We're not allowed to change the boundary, especially not in the direction of making a bigger piece of the world "classical" than what is allowed.

In particular, the whole world - not just electrons but also the apparatus - obeys the laws of quantum physics. At some moment, however, the quantum phases, coherence, and interference become de facto impossible because they're lost in the noise of the environmental degrees of freedom. This process is called "decoherence" and once it happens, it is legitimate to consider the quantum-calculated probabilities to be ordinary classical probabilities.

Decoherence depends on the Hamiltonian and exactly determines where the boundary is. The important point is that if one assumed that the world is classical even at some "more microscopic level" than where it becomes classical - i.e. if one assumed that certain objects can't interfere and exhibit entanglement etc. even though they can - he would end up with incorrect results.

See e.g. this introduction to decoherence:

http://www.karlin.mff.cuni.cz/~motl/entan-interpret.pdf

Niels Bohr was implicitly aware of decoherence but unfortunately, his explanations of his intuition weren't too coherent, either. That's why this insight had to wait for an explicit description until the 1980s.

Instead, the Copenhagen school adopted a pragmatic attitude. It didn't explain or calculate where the classical-quantum boundary was located. However, it placed it safely in the "macroscopic realm" so that no interference, entanglement, or other predictions of quantum mechanics were ever lost.

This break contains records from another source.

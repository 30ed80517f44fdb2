//! Similar-products ranking.

use axum::http::{Method, StatusCode};
use chrono::{Duration, TimeZone, Utc};
use rust_decimal::Decimal;
use serde_json::json;
use uuid::Uuid;

use cyclemart_core::similarity::{ProductAttributes, rank_similar};
use cyclemart_core::{CategoryId, ProductCondition, ProductId};
use cyclemart_integration_tests::{Marketplace, TestContext, json_str};

fn attributes(n: u128, age_days: i64) -> ProductAttributes {
    ProductAttributes {
        id: ProductId::new(Uuid::from_u128(n)),
        category_id: Some(CategoryId::new(Uuid::from_u128(100))),
        subcategory_id: None,
        level3_category_id: None,
        bike_type: None,
        frame_size: None,
        price: Decimal::new(1000, 0),
        condition: None,
        brand: None,
        created_at: Utc.with_ymd_and_hms(2026, 6, 1, 12, 0, 0).unwrap() - Duration::days(age_days),
    }
}

// =============================================================================
// Ranking
// =============================================================================

#[test]
fn test_shared_attributes_rank_first() {
    let mut source = attributes(1, 0);
    source.bike_type = Some("gravel".to_string());
    source.brand = Some("Canyon".to_string());
    source.condition = Some(ProductCondition::LikeNew);

    let mut twin = attributes(2, 5);
    twin.bike_type = Some("Gravel".to_string());
    twin.brand = Some(" canyon ".to_string());
    twin.condition = Some(ProductCondition::LikeNew);

    let cousin = attributes(3, 1);

    let ranked = rank_similar(&source, &[cousin.clone(), twin.clone()], 10);
    let ids: Vec<_> = ranked.iter().map(|p| p.id).collect();
    assert_eq!(ids, vec![twin.id, cousin.id]);
    assert!(ranked[0].score > ranked[1].score);
}

#[test]
fn test_ties_prefer_newer_listings() {
    let source = attributes(1, 0);
    let older = attributes(2, 30);
    let newer = attributes(3, 2);

    let ranked = rank_similar(&source, &[older.clone(), newer.clone()], 10);
    assert_eq!(ranked[0].id, newer.id);
    assert_eq!(ranked[0].score, ranked[1].score);
}

#[test]
fn test_source_and_unrelated_are_excluded() {
    let source = attributes(1, 0);
    let mut unrelated = attributes(2, 0);
    unrelated.category_id = Some(CategoryId::new(Uuid::from_u128(999)));
    unrelated.price = Decimal::new(50_000, 0);

    let ranked = rank_similar(&source, &[source.clone(), unrelated], 10);
    assert!(ranked.is_empty());
}

#[test]
fn test_limit_is_respected() {
    let source = attributes(1, 0);
    let candidates: Vec<_> = (2..20).map(|n| attributes(n, i64::try_from(n).unwrap())).collect();
    assert_eq!(rank_similar(&source, &candidates, 4).len(), 4);
}

// =============================================================================
// API
// =============================================================================

#[tokio::test]
#[ignore = "Requires a PostgreSQL database (CYCLEMART_TEST_DATABASE_URL)"]
async fn test_similar_endpoint_ranks_pool() {
    let ctx = TestContext::new().await;
    let market = Marketplace::seed(&ctx).await;

    let source = market
        .list_bike(
            &ctx,
            json!({
                "title": "Canyon Grail CF SL",
                "price": "2400.00",
                "bike_type": "gravel",
                "frame_size": "M",
                "brand": "Canyon",
                "images": ["https://cdn.test/grail.jpg"],
            }),
        )
        .await;
    let twin = market
        .list_bike(
            &ctx,
            json!({
                "title": "Canyon Grizl AL",
                "price": "2100.00",
                "bike_type": "gravel",
                "frame_size": "M",
                "brand": "Canyon",
                "images": ["https://cdn.test/grizl.jpg"],
            }),
        )
        .await;
    let cousin = market
        .list_bike(
            &ctx,
            json!({
                "title": "Generic commuter",
                "price": "400.00",
                "images": ["https://cdn.test/commuter.jpg"],
            }),
        )
        .await;
    // Without images and as a draft: neither may appear.
    let bare = market
        .list_bike(&ctx, json!({ "title": "No photos yet", "price": "2300.00" }))
        .await;
    let draft = market
        .list_bike(
            &ctx,
            json!({
                "title": "Canyon Grail draft",
                "price": "2400.00",
                "status": "draft",
                "bike_type": "gravel",
                "images": ["https://cdn.test/draft.jpg"],
            }),
        )
        .await;

    let (status, body) = ctx
        .call(
            Method::GET,
            &format!("/api/products/{}/similar?limit=10", json_str(&source, "id")),
            None,
            None,
        )
        .await;
    assert_eq!(status, StatusCode::OK, "{body}");

    let ids: Vec<String> = body
        .as_array()
        .unwrap()
        .iter()
        .map(|p| json_str(p, "id"))
        .collect();
    assert_eq!(ids, vec![json_str(&twin, "id"), json_str(&cousin, "id")]);
    assert!(!ids.contains(&json_str(&bare, "id")));
    assert!(!ids.contains(&json_str(&draft, "id")));
    assert!(body[0]["score"].as_u64().unwrap() > body[1]["score"].as_u64().unwrap());
}

#[tokio::test]
#[ignore = "Requires a PostgreSQL database (CYCLEMART_TEST_DATABASE_URL)"]
async fn test_similar_for_missing_product() {
    let ctx = TestContext::new().await;
    let (status, _) = ctx
        .call(
            Method::GET,
            &format!("/api/products/{}/similar", Uuid::new_v4()),
            None,
            None,
        )
        .await;
    assert_eq!(status, StatusCode::NOT_FOUND);
}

It's important to realize that one can use the full quantum description even with macroscopic objects - they satisfy quantum mechanics, too. I can treat all other observers and physicists as quantum systems who evolve into linear superpositions etc. and only calculate the probability that I see $A$ or $B$ at the very end - because I know that I won't "perceive" any bizarre linear superposition. It never hurts when you treat all things in the quantum mechanical framework. See Sidney Coleman's talk, Quantum Mechanics In Your Face,

http://motls.blogspot.com/2010/11/sidney-coleman-quantum-mechanics-in.html

where this quantum treatment of the whole world is used in several pedagogical examples. On the other hand, when one deals with macroscopic enough objects, and traces over environmental degrees of freedom that are really impossible to keep track of, the density matrix becomes almost immediately and almost exactly diagonal in the "preferred classical basis vectors". That allows us to treat the diagonal elements of the density matrix as classical probabilities. Quantum mechanics will still predict probabilities only and the results of individual events will be random. However, if the density matrix is kept diagonal, it allows us to assume - just like in classical physics - that the macroscopic degrees of freedom were in a particular state even before we measured (or saw) what they were. We won't reach any contradictions.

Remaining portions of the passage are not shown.